• **Description of the task**:
Nothing in the entries below may be altered; print them as they stand.

═══ Given records

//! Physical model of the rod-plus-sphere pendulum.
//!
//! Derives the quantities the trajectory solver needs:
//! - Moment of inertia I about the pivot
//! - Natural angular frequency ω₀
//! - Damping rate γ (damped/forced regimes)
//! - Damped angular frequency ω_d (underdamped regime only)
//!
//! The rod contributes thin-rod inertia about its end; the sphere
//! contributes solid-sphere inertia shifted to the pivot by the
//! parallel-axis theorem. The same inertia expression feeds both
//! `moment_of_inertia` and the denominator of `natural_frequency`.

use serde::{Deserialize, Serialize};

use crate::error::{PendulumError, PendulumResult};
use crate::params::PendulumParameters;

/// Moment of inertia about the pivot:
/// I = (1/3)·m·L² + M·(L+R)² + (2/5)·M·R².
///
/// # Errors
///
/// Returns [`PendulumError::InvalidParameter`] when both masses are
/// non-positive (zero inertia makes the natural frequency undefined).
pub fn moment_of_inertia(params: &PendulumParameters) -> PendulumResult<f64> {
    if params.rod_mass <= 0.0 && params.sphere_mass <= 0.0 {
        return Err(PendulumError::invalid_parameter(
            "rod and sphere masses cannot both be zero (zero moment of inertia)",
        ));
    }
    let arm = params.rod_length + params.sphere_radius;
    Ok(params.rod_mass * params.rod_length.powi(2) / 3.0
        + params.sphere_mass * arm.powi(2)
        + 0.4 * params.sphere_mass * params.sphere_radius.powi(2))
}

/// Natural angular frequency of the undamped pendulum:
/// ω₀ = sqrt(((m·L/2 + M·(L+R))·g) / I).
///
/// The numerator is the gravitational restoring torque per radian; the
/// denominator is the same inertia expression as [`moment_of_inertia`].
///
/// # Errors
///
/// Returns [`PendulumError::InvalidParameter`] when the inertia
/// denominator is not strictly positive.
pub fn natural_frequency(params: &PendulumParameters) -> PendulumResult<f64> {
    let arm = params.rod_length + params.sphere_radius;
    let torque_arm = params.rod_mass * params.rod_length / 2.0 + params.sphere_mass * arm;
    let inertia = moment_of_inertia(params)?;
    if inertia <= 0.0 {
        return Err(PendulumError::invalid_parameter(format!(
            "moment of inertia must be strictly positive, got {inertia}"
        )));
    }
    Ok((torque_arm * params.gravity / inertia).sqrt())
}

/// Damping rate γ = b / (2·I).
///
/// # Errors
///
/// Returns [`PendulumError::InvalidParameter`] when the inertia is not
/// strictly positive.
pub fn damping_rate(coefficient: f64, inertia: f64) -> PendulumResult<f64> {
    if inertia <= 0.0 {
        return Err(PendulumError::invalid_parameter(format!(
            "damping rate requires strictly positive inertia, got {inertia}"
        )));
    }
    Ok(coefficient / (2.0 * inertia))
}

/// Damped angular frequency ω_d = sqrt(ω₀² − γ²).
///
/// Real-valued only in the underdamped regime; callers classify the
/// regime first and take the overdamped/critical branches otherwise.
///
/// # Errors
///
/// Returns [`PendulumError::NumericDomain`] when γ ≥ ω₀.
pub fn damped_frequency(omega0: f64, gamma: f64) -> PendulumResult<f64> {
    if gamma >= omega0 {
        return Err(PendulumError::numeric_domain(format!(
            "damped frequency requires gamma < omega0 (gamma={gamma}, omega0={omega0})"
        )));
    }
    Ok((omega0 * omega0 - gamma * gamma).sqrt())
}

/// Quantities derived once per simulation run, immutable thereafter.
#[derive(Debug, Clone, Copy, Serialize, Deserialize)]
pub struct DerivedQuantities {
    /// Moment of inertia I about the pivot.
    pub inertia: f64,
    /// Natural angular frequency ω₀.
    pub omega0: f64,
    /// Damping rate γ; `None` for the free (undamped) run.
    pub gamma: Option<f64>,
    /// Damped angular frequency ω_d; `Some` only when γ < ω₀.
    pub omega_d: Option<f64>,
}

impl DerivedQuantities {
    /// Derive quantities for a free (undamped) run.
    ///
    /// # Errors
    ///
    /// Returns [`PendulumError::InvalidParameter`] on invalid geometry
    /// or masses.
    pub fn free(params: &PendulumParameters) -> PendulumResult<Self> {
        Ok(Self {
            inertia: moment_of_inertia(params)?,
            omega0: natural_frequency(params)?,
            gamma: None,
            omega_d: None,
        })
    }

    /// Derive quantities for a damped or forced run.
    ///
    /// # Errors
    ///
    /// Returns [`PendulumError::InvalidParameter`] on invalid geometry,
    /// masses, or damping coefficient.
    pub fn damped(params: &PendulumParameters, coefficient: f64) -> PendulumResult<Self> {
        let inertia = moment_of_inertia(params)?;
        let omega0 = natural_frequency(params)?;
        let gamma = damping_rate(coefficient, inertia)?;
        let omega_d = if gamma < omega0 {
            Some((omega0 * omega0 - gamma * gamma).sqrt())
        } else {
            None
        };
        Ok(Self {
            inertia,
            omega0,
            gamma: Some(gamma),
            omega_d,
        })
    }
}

══════

• **Task response**:
//! Physical model of the rod-plus-sphere pendulum.
//!
//! Derives the quantities the trajectory solver needs:
//! - Moment of inertia I about the pivot
//! - Natural angular frequency ω₀
//! - Damping rate γ (damped/forced regimes)
//! - Damped angular frequency ω_d (underdamped regime only)
//!
//! The rod contributes thin-rod inertia about its end; the sphere
//! contributes solid-sphere inertia shifted to the pivot by the
//! parallel-axis theorem. The same inertia expression feeds both
//! `moment_of_inertia` and the denominator of `natural_frequency`.

use serde::{Deserialize, Serialize};

use crate::error::{PendulumError, PendulumResult};
use crate::params::PendulumParameters;

/// Moment of inertia about the pivot:
/// I = (1/3)·m·L² + M·(L+R)² + (2/5)·M·R².
///
/// # Errors
///
/// Returns [`PendulumError::InvalidParameter`] when both masses are
/// non-positive (zero inertia makes the natural frequency undefined).
pub fn moment_of_inertia(params: &PendulumParameters) -> PendulumResult<f64> {
    if params.rod_mass <= 0.0 && params.sphere_mass <= 0.0 {
        return Err(PendulumError::invalid_parameter(
            "rod and sphere masses cannot both be zero (zero moment of inertia)",
        ));
    }
    let arm = params.rod_length + params.sphere_radius;
    Ok(params.rod_mass * params.rod_length.powi(2) / 3.0
        + params.sphere_mass * arm.powi(2)
        + 0.4 * params.sphere_mass * params.sphere_radius.powi(2))
}

/// Natural angular frequency of the undamped pendulum:
/// ω₀ = sqrt(((m·L/2 + M·(L+R))·g) / I).
///
/// The numerator is the gravitational restoring torque per radian; the
/// denominator is the same inertia expression as [`moment_of_inertia`].
///
/// # Errors
///
/// Returns [`PendulumError::InvalidParameter`] when the inertia
/// denominator is not strictly positive.
pub fn natural_frequency(params: &PendulumParameters) -> PendulumResult<f64> {
    let arm = params.rod_length + params.sphere_radius;
    let torque_arm = params.rod_mass * params.rod_length / 2.0 + params.sphere_mass * arm;
    let inertia = moment_of_inertia(params)?;
    if inertia <= 0.0 {
        return Err(PendulumError::invalid_parameter(format!(
            "moment of inertia must be strictly positive, got {inertia}"
        )));
    }
    Ok((torque_arm * params.gravity / inertia).sqrt())
}

/// Damping rate γ = b / (2·I).
///
/// # Errors
///
/// Returns [`PendulumError::InvalidParameter`] when the inertia is not
/// strictly positive.
pub fn damping_rate(coefficient: f64, inertia: f64) -> PendulumResult<f64> {
    if inertia <= 0.0 {
        return Err(PendulumError::invalid_parameter(format!(
            "damping rate requires strictly positive inertia, got {inertia}"
        )));
    }
    Ok(coefficient / (2.0 * inertia))
}

/// Damped angular frequency ω_d = sqrt(ω₀² − γ²).
///
/// Real-valued only in the underdamped regime; callers classify the
/// regime first and take the overdamped/critical branches otherwise.
///
/// # Errors
///
/// Returns [`PendulumError::NumericDomain`] when γ ≥ ω₀.
pub fn damped_frequency(omega0: f64, gamma: f64) -> PendulumResult<f64> {
    if gamma >= omega0 {
        return Err(PendulumError::numeric_domain(format!(
            "damped frequency requires gamma < omega0 (gamma={gamma}, omega0={omega0})"
        )));
    }
    Ok((omega0 * omega0 - gamma * gamma).sqrt())
}

/// Quantities derived once per simulation run, immutable thereafter.
#[derive(Debug, Clone, Copy, Serialize, Deserialize)]
pub struct DerivedQuantities {
    /// Moment of inertia I about the pivot.
    pub inertia: f64,
    /// Natural angular frequency ω₀.
    pub omega0: f64,
    /// Damping rate γ; `None` for the free (undamped) run.
    pub gamma: Option<f64>,
    /// Damped angular frequency ω_d; `Some` only when γ < ω₀.
    pub omega_d: Option<f64>,
}

impl DerivedQuantities {
    /// Derive quantities for a free (undamped) run.
    ///
    /// # Errors
    ///
    /// Returns [`PendulumError::InvalidParameter`] on invalid geometry
    /// or masses.
    pub fn free(params: &PendulumParameters) -> PendulumResult<Self> {
        Ok(Self {
            inertia: moment_of_inertia(params)?,
            omega0: natural_frequency(params)?,
            gamma: None,
            omega_d: None,
        })
    }

    /// Derive quantities for a damped or forced run.
    ///
    /// # Errors
    ///
    /// Returns [`PendulumError::InvalidParameter`] on invalid geometry,
    /// masses, or damping coefficient.
    pub fn damped(params: &PendulumParameters, coefficient: f64) -> PendulumResult<Self> {
        let inertia = moment_of_inertia(params)?;
        let omega0 = natural_frequency(params)?;
        let gamma = damping_rate(coefficient, inertia)?;
        let omega_d = if gamma < omega0 {
            Some((omega0 * omega0 - gamma * gamma).sqrt())
        } else {
            None
        };
        Ok(Self {
            inertia,
            omega0,
            gamma: Some(gamma),
            omega_d,
        })
    }
}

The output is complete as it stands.